There is no mindset.
The only mindset is we don't have a Clue about the probability, that's it, really is that simple.
How can a probabilty have awrnsers when we have no clue what number to assign.
True and so I suggest we concentrate on something else: Kepler. Stars and planets form from natural processes. Up until 10 years ago we had only a very small sample with which to derive the frequency of planet formation and the spread between rocky and gas planets – a sample size of 1 in fact. Our own planetary system.
We had no idea how common (or not) planets are and in fact it was quite commonplace to assert that planetary systems were rare. So much so that back in the 1970′s when a number of scientists put forward the idea that planetary formation was an almost inevitable byproduct of stellar formation – and that therefore planets ought to be as common as muck – they were widely derided.

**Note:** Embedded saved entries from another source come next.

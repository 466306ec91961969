pub mod routes;
pub mod server;
pub mod services;

pub use services::{initialize_app, App, BackgroundTasks};
use std::fmt;
use std::str::FromStr;

use chrono::{DateTime, Utc};
use serde::{Deserialize, Serialize};
use uuid::Uuid;

/// Kind of background work carried by the job queue.
#[derive(Debug, Clone, Copy, PartialEq, Eq, Hash, Serialize, Deserialize)]
#[serde(rename_all = "lowercase")]
pub enum JobKind {
    Thumbnail,
    Welcome,
}

impl JobKind {
    pub fn as_str(&self) -> &'static str {
        match self {
            JobKind::Thumbnail => "thumbnail",
            JobKind::Welcome => "welcome",
        }
    }
}

impl fmt::Display for JobKind {
    fn fmt(&self, f: &mut fmt::Formatter<'_>) -> fmt::Result {
        f.write_str(self.as_str())
    }
}

impl FromStr for JobKind {
    type Err = anyhow::Error;

    fn from_str(s: &str) -> Result<Self, Self::Err> {
        match s {
            "thumbnail" => Ok(JobKind::Thumbnail),
            "welcome" => Ok(JobKind::Welcome),
            other => Err(anyhow::anyhow!("Unknown job kind: {}", other)),
        }
    }
}

#[derive(Debug, Clone, Copy, PartialEq, Eq, Serialize, Deserialize)]
#[serde(rename_all = "lowercase")]
pub enum JobStatus {
    Pending,
    Running,
    Completed,
    Failed,
}

impl JobStatus {
    pub fn as_str(&self) -> &'static str {
        match self {
            JobStatus::Pending => "pending",
            JobStatus::Running => "running",
            JobStatus::Completed => "completed",
            JobStatus::Failed => "failed",
        }
    }
}

impl FromStr for JobStatus {
    type Err = anyhow::Error;

    fn from_str(s: &str) -> Result<Self, Self::Err> {
        match s {
            "pending" => Ok(JobStatus::Pending),
            "running" => Ok(JobStatus::Running),
            "completed" => Ok(JobStatus::Completed),
            "failed" => Ok(JobStatus::Failed),
            other => Err(anyhow::anyhow!("Unknown job status: {}", other)),
        }
    }
}

/// A claimed unit of work. `attempts` counts earlier failed deliveries.
#[derive(Debug, Clone)]
pub struct Job {
    pub id: Uuid,
    pub kind: JobKind,
    pub payload: serde_json::Value,
    pub attempts: i32,
    pub created_at: DateTime<Utc>,
}

/// Payload of a `thumbnail` job. Fields stay optional so a malformed job is
/// reported by the worker instead of failing deserialization.
#[derive(Debug, Clone, Default, Serialize, Deserialize)]
#[serde(rename_all = "camelCase")]
pub struct ThumbnailPayload {
    #[serde(default, skip_serializing_if = "Option::is_none")]
    pub file_id: Option<Uuid>,
    #[serde(default, skip_serializing_if = "Option::is_none")]
    pub user_id: Option<Uuid>,
}

impl ThumbnailPayload {
    pub fn new(file_id: Uuid, user_id: Uuid) -> Self {
        Self {
            file_id: Some(file_id),
            user_id: Some(user_id),
        }
    }
}

/// Payload of a `welcome` job.
#[derive(Debug, Clone, Default, Serialize, Deserialize)]
#[serde(rename_all = "camelCase")]
pub struct WelcomePayload {
    #[serde(default, skip_serializing_if = "Option::is_none")]
    pub user_id: Option<Uuid>,
}

impl WelcomePayload {
    pub fn new(user_id: Uuid) -> Self {
        Self {
            user_id: Some(user_id),
        }
    }
}
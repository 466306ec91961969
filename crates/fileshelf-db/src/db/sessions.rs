//! Session store: opaque tokens mapped to user ids with a fixed TTL.
//!
//! A stored, unexpired token is the only proof of a session. Resolution
//! never extends the TTL.

use std::collections::HashMap;
use std::sync::Arc;
use std::time::{Duration, Instant};

use async_trait::async_trait;
use chrono::Utc;
use fileshelf_core::AppError;
use sqlx::{PgPool, Postgres};
use tokio::sync::Mutex;
use uuid::Uuid;

#[async_trait]
pub trait SessionStore: Send + Sync {
    /// Issue a new random token for `user_id`.
    async fn create_session(&self, user_id: Uuid) -> Result<String, AppError>;

    /// User id for a live token. Expired and unknown tokens are `None`.
    async fn resolve(&self, token: &str) -> Result<Option<Uuid>, AppError>;

    /// Remove a token. Returns whether a live session existed.
    async fn destroy(&self, token: &str) -> Result<bool, AppError>;

    /// Drop expired entries. Only reclaims space.
    async fn purge_expired(&self) -> Result<u64, AppError>;

    async fn is_alive(&self) -> bool;
}

fn new_token() -> String {
    Uuid::new_v4().to_string()
}

#[derive(Clone)]
pub struct PgSessionStore {
    pool: PgPool,
    ttl: Duration,
}

impl PgSessionStore {
    pub fn new(pool: PgPool, ttl: Duration) -> Self {
        Self { pool, ttl }
    }
}

#[async_trait]
impl SessionStore for PgSessionStore {
    #[tracing::instrument(skip(self), fields(db.table = "sessions", db.operation = "insert"))]
    async fn create_session(&self, user_id: Uuid) -> Result<String, AppError> {
        let token = new_token();
        let ttl = chrono::Duration::from_std(self.ttl)
            .map_err(|e| AppError::Internal(format!("Invalid session TTL: {}", e)))?;

        sqlx::query("INSERT INTO sessions (token, user_id, expires_at) VALUES ($1, $2, $3)")
            .bind(&token)
            .bind(user_id)
            .bind(Utc::now() + ttl)
            .execute(&self.pool)
            .await?;

        Ok(token)
    }

    #[tracing::instrument(skip_all, fields(db.table = "sessions", db.operation = "select"))]
    async fn resolve(&self, token: &str) -> Result<Option<Uuid>, AppError> {
        let user_id = sqlx::query_scalar::<Postgres, Uuid>(
            "SELECT user_id FROM sessions WHERE token = $1 AND expires_at > NOW()",
        )
        .bind(token)
        .fetch_optional(&self.pool)
        .await?;

        Ok(user_id)
    }

    #[tracing::instrument(skip_all, fields(db.table = "sessions", db.operation = "delete"))]
    async fn destroy(&self, token: &str) -> Result<bool, AppError> {
        let result = sqlx::query("DELETE FROM sessions WHERE token = $1 AND expires_at > NOW()")
            .bind(token)
            .execute(&self.pool)
            .await?;

        Ok(result.rows_affected() > 0)
    }

    async fn purge_expired(&self) -> Result<u64, AppError> {
        let result = sqlx::query("DELETE FROM sessions WHERE expires_at <= NOW()")
            .execute(&self.pool)
            .await?;

        Ok(result.rows_affected())
    }

    async fn is_alive(&self) -> bool {
        sqlx::query("SELECT 1").execute(&self.pool).await.is_ok()
    }
}

/// In-memory session store; expired entries are invisible and dropped lazily.
#[derive(Clone)]
pub struct MemorySessionStore {
    sessions: Arc<Mutex<HashMap<String, (Uuid, Instant)>>>,
    ttl: Duration,
}

impl MemorySessionStore {
    pub fn new(ttl: Duration) -> Self {
        Self {
            sessions: Arc::new(Mutex::new(HashMap::new())),
            ttl,
        }
    }
}

#[async_trait]
impl SessionStore for MemorySessionStore {
    async fn create_session(&self, user_id: Uuid) -> Result<String, AppError> {
        let token = new_token();
        let expires_at = Instant::now() + self.ttl;
        self.sessions
            .lock()
            .await
            .insert(token.clone(), (user_id, expires_at));
        Ok(token)
    }

    async fn resolve(&self, token: &str) -> Result<Option<Uuid>, AppError> {
        let mut sessions = self.sessions.lock().await;
        match sessions.get(token) {
            Some((user_id, expires_at)) if *expires_at > Instant::now() => Ok(Some(*user_id)),
            Some(_) => {
                sessions.remove(token);
                Ok(None)
            }
            None => Ok(None),
        }
    }

    async fn destroy(&self, token: &str) -> Result<bool, AppError> {
        let removed = self.sessions.lock().await.remove(token);
        Ok(matches!(removed, Some((_, expires_at)) if expires_at > Instant::now()))
    }

    async fn purge_expired(&self) -> Result<u64, AppError> {
        let mut sessions = self.sessions.lock().await;
        let before = sessions.len();
        let now = Instant::now();
        sessions.retain(|_, (_, expires_at)| *expires_at > now);
        Ok((before - sessions.len()) as u64)
    }

    async fn is_alive(&self) -> bool {
        true
    }
}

However that view is now mainstream.
And up until as recently as 2000 or so it was possible to argue that rocky planets in the habitable zone were very rare and therefore complex life extremely rare. People assumed from this that the Earth was the only inhabited planet in the universe. This was a semi-respectable view at the time.
But during the 2000′s we’ve found more and more exoplanets, so we now know that planets are pretty common.
So the question then became: “How common are rocky planets? Is the solar systems gas/rock planet ratio of 50% unusual or average?”
This latest evidence suggests that it is average – ie. planets are not only common, but about half of them are rocky.
The solar system is therefore an average system around an average star in a pretty average looking galaxy. The Copernican principle is alive and well.
So planets are very common, rocky planets form a large fraction of them and a fair few of those rocky planets are in the habitable zone.
Now to the possibilities of life and you get to absorb two new ideas that have firmed very fast over the last 10 years (although nobody talks about them very loudly):
1. Water is everywhere. Everywhere we look now we see water.
2. The chemists and biologists are firming up on a suspicion they’ve held for quite a while now:- that wherever there is water, the chemistry leading to life will be readily established. ie. in the presence of water, life is almost inevitable.
Notice the key point in that chain of logic? The number of rocky planets in the habitable zone. That’s what Kepler has – for the first time – put a reasonable estimate on.
And it’s a large number.
Arguing about the mathematical form or validity of the Drake equation is a bit pointless now. The evidence – tentative and slight, but evidence nonetheless – is starting to come in.